We are Puerto Rican, with traditionally Puerto Rican values. My grandparents were all born on the island and most everyone in my family is bilingual, including me, even if I am not fluent.
This house, in this New York city suburb was situated in what was at the time, a predominantly white neighborhood. We blended but not very well. Not all Puerto Ricans are loud but my family certainly is! To some of my neighbors we were too loud, too “spicy,” too much. My first introduction to racism came about a month after moving into our quiet, tree-lined street. When a bunch of the kids, I had not made friends with began chanting a tune about going back to Jamaica, where I guess they thought we came from. They pointed out my complexion and suggested I take a bath to remove the “dirt.”
I was confused and I felt shame without really knowing why. In order to prevent me ever feeling that way again, I would spend most of my childhood and teenage years trying to be like my white friends. I would never speak a word of Spanish, try to cut off, tame, lighten, and straighten my hair. I even made fun of Salsa music (behind my parent’s back of course) by mimicking what I’d heard friends and their parents say about people who didn’t speak English, like, “this is America, why do they even have this music on the radio here.” I worked hard to prove I wasn’t one of “those” Puerto Ricans. If this were a screenplay, I’d insert a bitter laugh right here to emphasize how badly that five minute interaction fucked me up.
Here’s the thing that took me years to recognize, no amount of unseasoned chicken and butter noodles is gonna turn me into a white-girl and the more NOT Puerto Rican I tried to be, the less accepted I felt by my friends. Honestly, I realize it wasn’t up to them to accept me, it was up to me to do that.

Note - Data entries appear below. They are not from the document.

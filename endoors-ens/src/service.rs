//! Upward interface of the naming core.
//!
//! [`NamingService`] is what the API and CLI call. It validates input before
//! any network call, applies the lookup-failure policy, and hands back
//! structured errors only.

use std::sync::Arc;

use tracing::{info, instrument, warn};

use endoors_core::config::{NamingConfig, RegistrarCredential};
use endoors_core::error::{EndoorsError, Result};
use endoors_core::traits::{IdentityVerifier, NamingLedger, ReverseResolver};
use endoors_core::types::{
    Availability, AvailabilitySource, EthAddress, Label, Node, ParentDomain, RegistrationReceipt,
};

use crate::ledger::AlloyLedger;
use crate::policy::{policy_for, LookupFailureDecision, LookupFailurePolicy};
use crate::registrar::{FinalityOptions, RegistrarClient};
use crate::registry::RegistryClient;

/// Naming operations under one parent domain.
pub struct NamingService {
    config: NamingConfig,
    registry: RegistryClient,
    registrar: RegistrarClient,
    policy: Arc<dyn LookupFailurePolicy>,
    verifier: Option<Arc<dyn IdentityVerifier>>,
    reverse: Option<Arc<dyn ReverseResolver>>,
    registration_enabled: bool,
}

impl NamingService {
    /// Creates a service over `ledger`, with the policy selected by `config`.
    ///
    /// Registration is enabled; use [`NamingService::read_only`] when the
    /// ledger cannot sign.
    pub fn new(config: NamingConfig, ledger: Arc<dyn NamingLedger>) -> Self {
        let parent = config.parent_domain.clone();
        let finality = FinalityOptions::from_config(&config);

        Self {
            registry: RegistryClient::new(ledger.clone(), parent.clone()),
            registrar: RegistrarClient::new(ledger, parent, finality),
            policy: policy_for(&config),
            verifier: None,
            reverse: None,
            registration_enabled: true,
            config,
        }
    }

    /// Connects to the configured contracts over JSON-RPC.
    ///
    /// Without a credential the service is read-only and
    /// [`NamingService::register`] fails with a configuration error.
    pub fn connect(config: NamingConfig, credential: Option<&RegistrarCredential>) -> Result<Self> {
        config.validate()?;

        let service = match credential {
            Some(credential) => {
                let ledger = AlloyLedger::with_credential(&config, credential)?;
                Self::new(config, Arc::new(ledger))
            }
            None => {
                warn!("No registrar credential configured; registration is disabled");
                let ledger = AlloyLedger::new(&config)?;
                Self::new(config, Arc::new(ledger)).read_only()
            }
        };

        Ok(service)
    }

    /// Disables registration.
    pub fn read_only(mut self) -> Self {
        self.registration_enabled = false;
        self
    }

    /// Replaces the lookup-failure policy.
    pub fn with_policy(mut self, policy: Arc<dyn LookupFailurePolicy>) -> Self {
        self.policy = policy;
        self
    }

    /// Requires owners to pass identity verification before registering.
    pub fn with_verifier(mut self, verifier: Arc<dyn IdentityVerifier>) -> Self {
        self.verifier = Some(verifier);
        self
    }

    /// Enables address → name lookups.
    pub fn with_reverse_resolver(mut self, reverse: Arc<dyn ReverseResolver>) -> Self {
        self.reverse = Some(reverse);
        self
    }

    // ═══════════════════════════════════════════════════════════════════════════
    // ACCESSORS
    // ═══════════════════════════════════════════════════════════════════════════

    /// Returns the configuration.
    pub fn config(&self) -> &NamingConfig {
        &self.config
    }

    /// Returns the parent domain.
    pub fn parent(&self) -> &ParentDomain {
        &self.config.parent_domain
    }

    /// Returns true if `register` can submit transactions.
    pub fn registration_enabled(&self) -> bool {
        self.registration_enabled
    }

    /// Returns true if an identity verifier gates registration.
    pub fn verification_required(&self) -> bool {
        self.verifier.is_some()
    }

    /// Returns true if reverse lookups are available.
    pub fn reverse_lookup_enabled(&self) -> bool {
        self.reverse.is_some()
    }

    /// Returns the name of the lookup-failure policy.
    pub fn policy_name(&self) -> &'static str {
        self.policy.name()
    }

    /// Returns the registry client.
    pub fn registry(&self) -> &RegistryClient {
        &self.registry
    }

    /// Returns the registrar client.
    pub fn registrar(&self) -> &RegistrarClient {
        &self.registrar
    }

    // ═══════════════════════════════════════════════════════════════════════════
    // OPERATIONS
    // ═══════════════════════════════════════════════════════════════════════════

    /// Computes the namehash of a full name. Pure.
    pub fn namehash(&self, name: &str) -> Node {
        endoors_crypto::namehash(name)
    }

    /// Formats `label.parent` after validating `label`.
    pub fn format_subdomain(&self, label: &str) -> Result<String> {
        let label = Label::parse(label)?;
        Ok(self.registry.format_subdomain(&label))
    }

    /// Checks whether `label` can be registered.
    ///
    /// A failed lookup either propagates or, under a development policy,
    /// yields an answer tagged [`AvailabilitySource::AssumedAfterLookupFailure`].
    #[instrument(skip(self))]
    pub async fn check_availability(&self, label: &str) -> Result<Availability> {
        let label = Label::parse(label)?;
        let name = self.registry.format_subdomain(&label);

        match self.registrar.available(&label).await {
            Ok(available) => Ok(Availability {
                label,
                name,
                available,
                source: AvailabilitySource::Registrar,
            }),
            Err(e @ EndoorsError::LookupFailure { .. }) => {
                match self.policy.on_lookup_failure(&label, &e) {
                    LookupFailureDecision::AssumeAvailable => Ok(Availability {
                        label,
                        name,
                        available: true,
                        source: AvailabilitySource::AssumedAfterLookupFailure {
                            reason: e.to_string(),
                        },
                    }),
                    LookupFailureDecision::Propagate => Err(e),
                }
            }
            Err(e) => Err(e),
        }
    }

    /// Registers `label` to `owner` and waits for finality.
    #[instrument(skip(self))]
    pub async fn register(&self, label: &str, owner: &EthAddress) -> Result<RegistrationReceipt> {
        let label = Label::parse(label)?;
        if owner.is_zero() {
            return Err(EndoorsError::InvalidAddress(
                "owner cannot be the zero address".into(),
            ));
        }

        if !self.registration_enabled {
            return Err(EndoorsError::ConfigError(
                "registration is disabled: no registrar credential configured".into(),
            ));
        }

        if let Some(verifier) = &self.verifier {
            if !verifier.is_verified(owner).await? {
                return Err(EndoorsError::NotVerified(owner.to_hex_string()));
            }
        }

        // An assumed answer never authorizes a submission.
        if !self.registrar.available(&label).await? {
            return Err(EndoorsError::AlreadyTaken(self.registry.format_subdomain(&label)));
        }

        let receipt = self.registrar.register(&label, owner).await?;
        info!(name = %receipt.name, owner = %receipt.owner, tx_hash = %receipt.tx_hash, "Registered");
        Ok(receipt)
    }

    /// Returns the owner of `label.parent`, or `None` if unregistered.
    pub async fn resolve(&self, label: &str) -> Result<Option<EthAddress>> {
        let label = Label::parse(label)?;
        self.registry.resolve_address_for_subdomain(&label).await
    }

    /// Returns the owner of a full name such as `alice.endoors.eth`.
    pub async fn resolve_name(&self, full_name: &str) -> Result<Option<EthAddress>> {
        self.registry.resolve_name(full_name).await
    }

    /// Returns the name `address` owns, if a reverse resolver is installed.
    pub async fn reverse_resolve(&self, address: &EthAddress) -> Result<Option<String>> {
        match &self.reverse {
            Some(reverse) => reverse.resolve_owner_for_address(address).await,
            None => Err(EndoorsError::NotSupported(
                "reverse lookup requires registry enumeration, which this deployment lacks".into(),
            )),
        }
    }
}

impl std::fmt::Debug for NamingService {
    fn fmt(&self, f: &mut std::fmt::Formatter<'_>) -> std::fmt::Result {
        f.debug_struct("NamingService")
            .field("network", &self.config.network)
            .field("parent", &self.config.parent_domain)
            .field("policy", &self.policy.name())
            .field("registration_enabled", &self.registration_enabled)
            .field("verification_required", &self.verification_required())
            .finish_non_exhaustive()
    }
}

This process was miserable and hard. My role models were not Puerto Rican women, my history was not Puerto Rican history, my media was not centered on Puerto Rican stories. You know what was prominently featured in all the books I read and the TV and movies I watched. White girls. Tall skinny, blond haired, blue eyed white girls.
Honest representation matters, without it, all the ugly things white supremacy insists about non-white people becomes validated by the media we consume.
Beside the women in my very own family, whom in the end were perfect role models for me to emulate, there were few women from my culture taking center stage.Still they are so few of us front and center and shining.
According to the world outside my door, women of color did not take center stage. We were supporting characters, the help, the nanny, not the leading lady, not unless you fit that standard. Not unless you looked and moved like Jennifer Lopez.
I learned to love myself anyway.
I learned to embrace my Borikken culture anyway.
I learned to love Puerto Rico and all its people, my people any damn way.
I learned that being Boriqua is part of the fabric of my being and I should not only hold on to that tapestry but pass it on to my children and work hard to help them know what they are made of so they can be, without a doubt, who they are in this world.
Identity is important. Knowing who we are matters, knowing where we come from matters too. I use to think it didn’t. I use to pretend to be color blind. I use to believe the past, my ancestors, those who came before, had nothing to do with the person I am today. It took me years to appreciate how wrong I was.
Recently, I was gifted an Ancestry DNA kit from Activists for Ancestry. I feel like this is the next logical step in my journey toward discovery and I am really looking forward to sharing it with you.